23 Nama Timnas Indonesia U-17 Sudah Final, Grup B Jadi Ujian Terberat Garuda Muda

Timnas Indonesia U-17 sudah menetapkan 23 pemain untuk tampil di Piala Asia U-17 yang berlangsung di Jeddah, Arab Saudi, pada 5 hingga 22 Mei 2026. Pelatih Kurniawan Dwi Yulianto menyusun skuad akhir ini dengan target menghadapi fase grup yang langsung menyajikan lawan-lawan berat.

Garuda Muda masuk Grup B bersama Jepang, China, dan Qatar. Laga pertama melawan China pada 5 Mei menjadi ujian pembuka, disusul duel kontra Qatar empat hari kemudian, lalu Jepang pada 12 Mei yang berpotensi menjadi penentu langkah Indonesia.

Kiper jadi fondasi awal

Kurniawan membawa tiga penjaga gawang untuk turnamen ini. Mereka adalah Noah Leo Duvert dari Bali United, Abdillah Ishak dari Persija, dan Mike Rajasa dari FC Utrecht.

Komposisi tersebut menunjukkan keseriusan tim dalam mengantisipasi tekanan di grup yang dihuni tim-tim dengan kualitas serangan tinggi. Posisi kiper akan memegang peran vital karena satu kesalahan kecil bisa sangat berpengaruh pada hasil pertandingan.

Daftar pemain lintas klub

Di lini outfield, skuad ini diisi pemain dari berbagai akademi dan klub, baik dari dalam negeri maupun luar negeri. Nama-nama seperti Putu Ekayana, Mathew Baker, Peres Akwila, Fardan Farras, Chico Jericho, Noah Pohan, dan Fardan Ary masuk dalam daftar pilihan akhir.

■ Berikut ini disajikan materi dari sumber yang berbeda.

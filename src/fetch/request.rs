//! Recipe search request construction.

use crate::domain::search::SearchInputs;
use percent_encoding::{utf8_percent_encode, AsciiSet, NON_ALPHANUMERIC};

/// Default recipe search endpoint.
pub const DEFAULT_API_BASE: &str = "https://api.edamam.com/api/recipes/v2";

/// Bytes left unescaped in a query component: alphanumerics and `-_.!~*'()`.
const URI_COMPONENT: &AsciiSet = &NON_ALPHANUMERIC
    .remove(b'-')
    .remove(b'_')
    .remove(b'.')
    .remove(b'!')
    .remove(b'~')
    .remove(b'*')
    .remove(b'\'')
    .remove(b'(')
    .remove(b')');

/// Index of the first hit requested.
const RESULT_FROM: u32 = 0;

/// Index one past the last hit requested.
const RESULT_TO: u32 = 30;

/// Endpoint and credentials for the recipe API.
#[derive(Debug, Clone, PartialEq, Eq)]
pub struct ApiConfig {
    pub api_base: String,
    pub app_id: String,
    pub app_key: String,
}

impl Default for ApiConfig {
    fn default() -> Self {
        Self {
            api_base: DEFAULT_API_BASE.to_string(),
            app_id: String::new(),
            app_key: String::new(),
        }
    }
}

/// Joins the non-empty search fragments with single spaces.
///
/// The query is followed by meal type, cuisine and dietary filter, in that order.
/// The category filter never contributes.
///
/// ```
/// use recipe_box::domain::{Filters, SearchInputs};
/// use recipe_box::fetch::request::search_text;
///
/// let inputs = SearchInputs {
///     query: "pasta".into(),
///     filters: Filters { cuisine: "italian".into(), ..Filters::default() },
/// };
/// assert_eq!(search_text(&inputs), "pasta italian");
/// ```
#[must_use]
pub fn search_text(inputs: &SearchInputs) -> String {
    let filters = &inputs.filters;
    [
        inputs.query.as_str(),
        filters.meal_type.as_str(),
        filters.cuisine.as_str(),
        filters.dietary.as_str(),
    ]
    .iter()
    .map(|fragment| fragment.trim())
    .filter(|fragment| !fragment.is_empty())
    .collect::<Vec<_>>()
    .join(" ")
}

/// Builds the request URL for `inputs`.
///
/// # Returns
///
/// `None` when the search text is empty, in which case no request should be made.
#[must_use]
pub fn build_url(api: &ApiConfig, inputs: &SearchInputs) -> Option<String> {
    let text = search_text(inputs);
    if text.is_empty() {
        return None;
    }

    let mut url = format!(
        "{}?type=public&q={}&app_id={}&app_key={}&from={RESULT_FROM}&to={RESULT_TO}",
        api.api_base,
        percent_encode(&text),
        percent_encode(&api.app_id),
        percent_encode(&api.app_key),
    );
    if let Some(ceiling) = inputs.filters.max_calories {
        url.push_str(&format!("&calories=0-{ceiling}"));
    }
    Some(url)
}

/// Percent-encodes a query component.
///
/// Leaves ASCII alphanumerics and `-_.!~*'()` alone, like `encodeURIComponent`.
#[must_use]
pub fn percent_encode(raw: &str) -> String {
    utf8_percent_encode(raw, URI_COMPONENT).to_string()
}
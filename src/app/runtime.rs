//! The plugin's complete runtime state.
//!
//! [`App`] bundles the state container with the fetch effect that watches it, the
//! presentation state and the active theme. The event handler takes it as a whole.

use super::derived::{favorite_recipes, sorted_recipes};
use super::navigation::Route;
use super::state::AppState;
use super::view::ViewState;
use crate::domain::recipe::Recipe;
use crate::fetch::FetchEffect;
use crate::ui::theme::Theme;

#[derive(Debug)]
pub struct App {
    pub state: AppState,
    pub view: ViewState,
    pub fetch: FetchEffect,
    pub theme: Theme,
}

impl App {
    #[must_use]
    pub fn new(state: AppState, fetch: FetchEffect, theme: Theme) -> Self {
        Self {
            state,
            view: ViewState::default(),
            fetch,
            theme,
        }
    }

    /// Recipes listed on the current top-level screen, in display order.
    ///
    /// The search screen applies the active sort. The favorites screen keeps held
    /// order.
    #[must_use]
    pub fn visible_recipes(&self) -> Vec<&Recipe> {
        match self.view.nav.root() {
            Route::Favorites => favorite_recipes(&self.state.recipes, self.state.favorites()),
            Route::Search | Route::Detail => sorted_recipes(&self.state.recipes, self.state.sort_by),
        }
    }

    /// The recipe that favorite, rate and open commands apply to.
    ///
    /// On the detail screen this is the selected recipe, elsewhere the recipe under
    /// the cursor.
    #[must_use]
    pub fn focused_recipe(&self) -> Option<&Recipe> {
        if self.view.nav.current() == Route::Detail {
            return self.state.selected_recipe.as_ref();
        }
        self.visible_recipes().get(self.view.cursor).copied()
    }
}
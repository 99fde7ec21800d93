//! Screen navigation stack.
//!
//! The bottom of the stack is one of the two top-level screens (search results or
//! favorites). The detail view is pushed on top of whichever screen opened it, so
//! going back returns there. Popping a detail route clears the container's selected
//! recipe, keeping the two in step.

use crate::app::state::AppState;

/// A screen of the plugin.
#[derive(Debug, Clone, Copy, PartialEq, Eq)]
pub enum Route {
    /// Search bar and results.
    Search,
    /// Favorited recipes among the held results.
    Favorites,
    /// Full view of the selected recipe.
    Detail,
}

impl Route {
    #[must_use]
    pub const fn title(self) -> &'static str {
        match self {
            Self::Search => "Recipes",
            Self::Favorites => "Favorites",
            Self::Detail => "Recipe",
        }
    }
}

/// Stack of routes with a non-removable root.
#[derive(Debug, Clone, PartialEq, Eq)]
pub struct NavigationStack {
    routes: Vec<Route>,
}

impl Default for NavigationStack {
    fn default() -> Self {
        Self {
            routes: vec![Route::Search],
        }
    }
}

impl NavigationStack {
    #[must_use]
    pub fn new() -> Self {
        Self::default()
    }

    /// The route currently displayed.
    #[must_use]
    pub fn current(&self) -> Route {
        self.routes.last().copied().unwrap_or(Route::Search)
    }

    /// The top-level screen under any pushed routes.
    #[must_use]
    pub fn root(&self) -> Route {
        self.routes.first().copied().unwrap_or(Route::Search)
    }

    #[must_use]
    pub fn depth(&self) -> usize {
        self.routes.len()
    }

    /// Pushes `route` unless it is already on top.
    pub fn push(&mut self, route: Route) {
        if self.current() != route {
            tracing::debug!(from = ?self.current(), to = ?route, "navigate");
            self.routes.push(route);
        }
    }

    /// Pops the top route, never the root.
    ///
    /// # Returns
    ///
    /// The popped route, or `None` when already at the root.
    pub fn pop(&mut self, state: &mut AppState) -> Option<Route> {
        if self.routes.len() <= 1 {
            return None;
        }
        let popped = self.routes.pop()?;
        if popped == Route::Detail {
            state.clear_selected_recipe();
        }
        tracing::debug!(popped = ?popped, now = ?self.current(), "navigate back");
        Some(popped)
    }

    /// Switches to a top-level screen, discarding pushed routes.
    pub fn reset_to(&mut self, root: Route, state: &mut AppState) {
        while self.pop(state).is_some() {}
        self.routes = vec![root];
    }
}
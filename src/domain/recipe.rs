//! Recipe domain model as delivered by the recipe search API.
//!
//! A [`Recipe`] is immutable once received. Its `uri` is the identifier used as the
//! join key for favorites and ratings. Field names follow the API's camelCase JSON so
//! that results deserialize straight out of the response envelope.

use serde::{Deserialize, Serialize};
use std::collections::BTreeMap;

/// Cooking time assumed when the API reports none (or zero).
pub const DEFAULT_TOTAL_TIME_MINUTES: f64 = 30.0;

/// Opaque recipe identifier (the API's recipe URI).
pub type RecipeId = String;

/// One entry of a recipe's nutrient table.
#[derive(Debug, Clone, PartialEq, Serialize, Deserialize)]
pub struct Nutrient {
    /// Human-readable nutrient name, e.g. "Protein".
    #[serde(default)]
    pub label: String,
    /// Total quantity for the whole recipe.
    #[serde(default)]
    pub quantity: f64,
    /// Unit of `quantity`, e.g. "g" or "kcal".
    #[serde(default)]
    pub unit: String,
}

/// A recipe returned by the remote search collaborator.
#[derive(Debug, Clone, PartialEq, Serialize, Deserialize)]
#[serde(rename_all = "camelCase")]
pub struct Recipe {
    /// Unique identifier within a result set.
    pub uri: RecipeId,

    /// Display name.
    #[serde(default)]
    pub label: String,

    /// Image URL.
    #[serde(default)]
    pub image: Option<String>,

    /// Source attribution (publisher name).
    #[serde(default)]
    pub source: Option<String>,

    /// Link to the original recipe page.
    #[serde(default)]
    pub url: Option<String>,

    /// Total calories for the whole recipe.
    #[serde(default)]
    pub calories: f64,

    /// Number of servings.
    #[serde(default, rename = "yield")]
    pub servings: f64,

    /// Total preparation time in minutes.
    #[serde(default)]
    pub total_time: Option<f64>,

    #[serde(default)]
    pub diet_labels: Vec<String>,

    #[serde(default)]
    pub health_labels: Vec<String>,

    /// Nutrient code (e.g. `PROCNT`) to total quantity.
    #[serde(default)]
    pub total_nutrients: BTreeMap<String, Nutrient>,

    #[serde(default)]
    pub ingredient_lines: Vec<String>,

    #[serde(default)]
    pub cuisine_type: Vec<String>,

    #[serde(default)]
    pub meal_type: Vec<String>,

    #[serde(default)]
    pub dish_type: Vec<String>,
}

impl Recipe {
    /// Creates a recipe with only an identifier and a label set.
    #[must_use]
    pub fn new(uri: impl Into<String>, label: impl Into<String>) -> Self {
        Self {
            uri: uri.into(),
            label: label.into(),
            image: None,
            source: None,
            url: None,
            calories: 0.0,
            servings: 0.0,
            total_time: None,
            diet_labels: Vec::new(),
            health_labels: Vec::new(),
            total_nutrients: BTreeMap::new(),
            ingredient_lines: Vec::new(),
            cuisine_type: Vec::new(),
            meal_type: Vec::new(),
            dish_type: Vec::new(),
        }
    }

    /// Serving count used as a divisor; never below one.
    #[must_use]
    pub fn serving_divisor(&self) -> f64 {
        if self.servings >= 1.0 {
            self.servings
        } else {
            1.0
        }
    }

    /// Calories per serving: total calories divided by `max(yield, 1)`.
    ///
    /// ```
    /// use recipe_box::Recipe;
    ///
    /// let mut stew = Recipe::new("r1", "Stew");
    /// stew.calories = 1200.0;
    /// stew.servings = 4.0;
    /// assert_eq!(stew.calories_per_serving(), 300.0);
    /// ```
    #[must_use]
    pub fn calories_per_serving(&self) -> f64 {
        self.calories / self.serving_divisor()
    }

    /// Total time in minutes, treating a missing or zero time as 30.
    #[must_use]
    pub fn effective_total_time(&self) -> f64 {
        match self.total_time {
            Some(minutes) if minutes > 0.0 => minutes,
            _ => DEFAULT_TOTAL_TIME_MINUTES,
        }
    }

    /// Formats a nutrient's per-serving amount (e.g. `"42g"`), or `"N/A"` when absent.
    #[must_use]
    pub fn nutrient_per_serving(&self, code: &str) -> String {
        self.total_nutrients.get(code).map_or_else(
            || "N/A".to_string(),
            |nutrient| {
                let amount = (nutrient.quantity / self.serving_divisor()).round();
                format!("{amount}{}", nutrient.unit)
            },
        )
    }
}

#[cfg(test)]
mod tests {
    use super::*;
    use pretty_assertions::assert_eq;

    #[test]
    fn deserializes_api_shape_with_missing_fields() {
        let json = r#"{
            "uri": "http://www.edamam.com/ontologies/edamam.owl#recipe_abc",
            "label": "Chicken Vesuvio",
            "yield": 4.0,
            "calories": 4228.0,
            "totalTime": 60.0,
            "dietLabels": ["Low-Carb"],
            "totalNutrients": {
                "PROCNT": { "label": "Protein", "quantity": 200.0, "unit": "g" }
            }
        }"#;

        let recipe: Recipe = serde_json::from_str(json).unwrap();

        assert_eq!(recipe.label, "Chicken Vesuvio");
        assert_eq!(recipe.servings, 4.0);
        assert_eq!(recipe.total_time, Some(60.0));
        assert_eq!(recipe.diet_labels, vec!["Low-Carb".to_string()]);
        assert!(recipe.ingredient_lines.is_empty());
        assert_eq!(recipe.nutrient_per_serving("PROCNT"), "50g");
        assert_eq!(recipe.nutrient_per_serving("FAT"), "N/A");
    }

    #[test]
    fn zero_yield_divides_by_one() {
        let mut recipe = Recipe::new("r", "Toast");
        recipe.calories = 400.0;
        recipe.servings = 0.0;
        assert_eq!(recipe.calories_per_serving(), 400.0);
    }

    #[test]
    fn missing_or_zero_time_defaults_to_thirty() {
        let mut recipe = Recipe::new("r", "Toast");
        assert_eq!(recipe.effective_total_time(), 30.0);
        recipe.total_time = Some(0.0);
        assert_eq!(recipe.effective_total_time(), 30.0);
        recipe.total_time = Some(12.0);
        assert_eq!(recipe.effective_total_time(), 12.0);
    }
}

Ada juga Randu Aryo dari Persik, Farik Rizqi dari Adhiyaksa, Zidane Raditya dari Persis, Farrel Luckyta dari PSS, Made Arbi dari Bali United, hingga Keanu Senjaya dari Bali United. Kehadiran pemain dari klub lokal dan luar negeri memberi warna berbeda pada komposisi Garuda Muda.

Berikut daftar lengkap 23 pemain Timnas Indonesia U-17:

  1. Noah Leo Duvert (Bali United)
  2. Abdillah Ishak (Persija)
  3. Mike Rajasa (FC Utrecht)
  4. Randu Aryo (Persik)
  5. Putu Ekayana (Bali United)
  6. Farik Rizqi (Adhiyaksa)
  7. Zidane Raditya (Persis)
  8. Mathew Baker (Melbourne City)
  9. Farrel Luckyta (PSS)
  10. Made Arbi (Bali United)
  11. Peres Akwila (Persija)
  12. Fardan Farras (Borneo FC)
  13. Girly Andrade (Persik)
  14. Chico Jericho (ASIOP)
  15. Keanu Senjaya (Bali United)
  16. Noah Pohan (NAC)
  17. Alfredo Naraya (Persebaya)
  18. Miraj Rizky (Adhiyaksa)
  19. Dava Yunna (Persebaya)
  20. Ridho (Persija)
  21. Ichiro Akbar (Persebaya)
  22. Sean Rahman (Persik)
  23. Fardan Ary (Adhiyaksa)

Grup B yang menuntut konsentrasi penuh

Jepang, China, dan Qatar membuat Grup B disebut sebagai grup yang sangat berat. Setiap pertandingan menuntut kesiapan teknis, mental, dan disiplin tinggi sejak menit awal.

China akan menjadi lawan pertama Indonesia di Jeddah, lalu Qatar menunggu di laga kedua. Jepang hadir di partai terakhir fase grup dan bisa menjadi laga yang sangat menentukan untuk nasib Timnas Indonesia U-17.

Harapan dari kombinasi domestik dan luar negeri

Skuad ini memperlihatkan perpaduan pemain yang menimba pengalaman dari berbagai lingkungan pembinaan. Mathew Baker dari Melbourne City, Noah Pohan dari NAC, dan Mike Rajasa dari FC Utrecht menjadi nama yang menambah dimensi berbeda dalam tim muda Indonesia.

Kombinasi itu memberi sinyal bahwa Indonesia mencoba memaksimalkan potensi pemain dari kompetisi lokal dan luar negeri dalam satu tim. Dengan komposisi tersebut, Garuda Muda akan berusaha tampil kompetitif di tengah persaingan ketat fase grup Piala Asia U-17.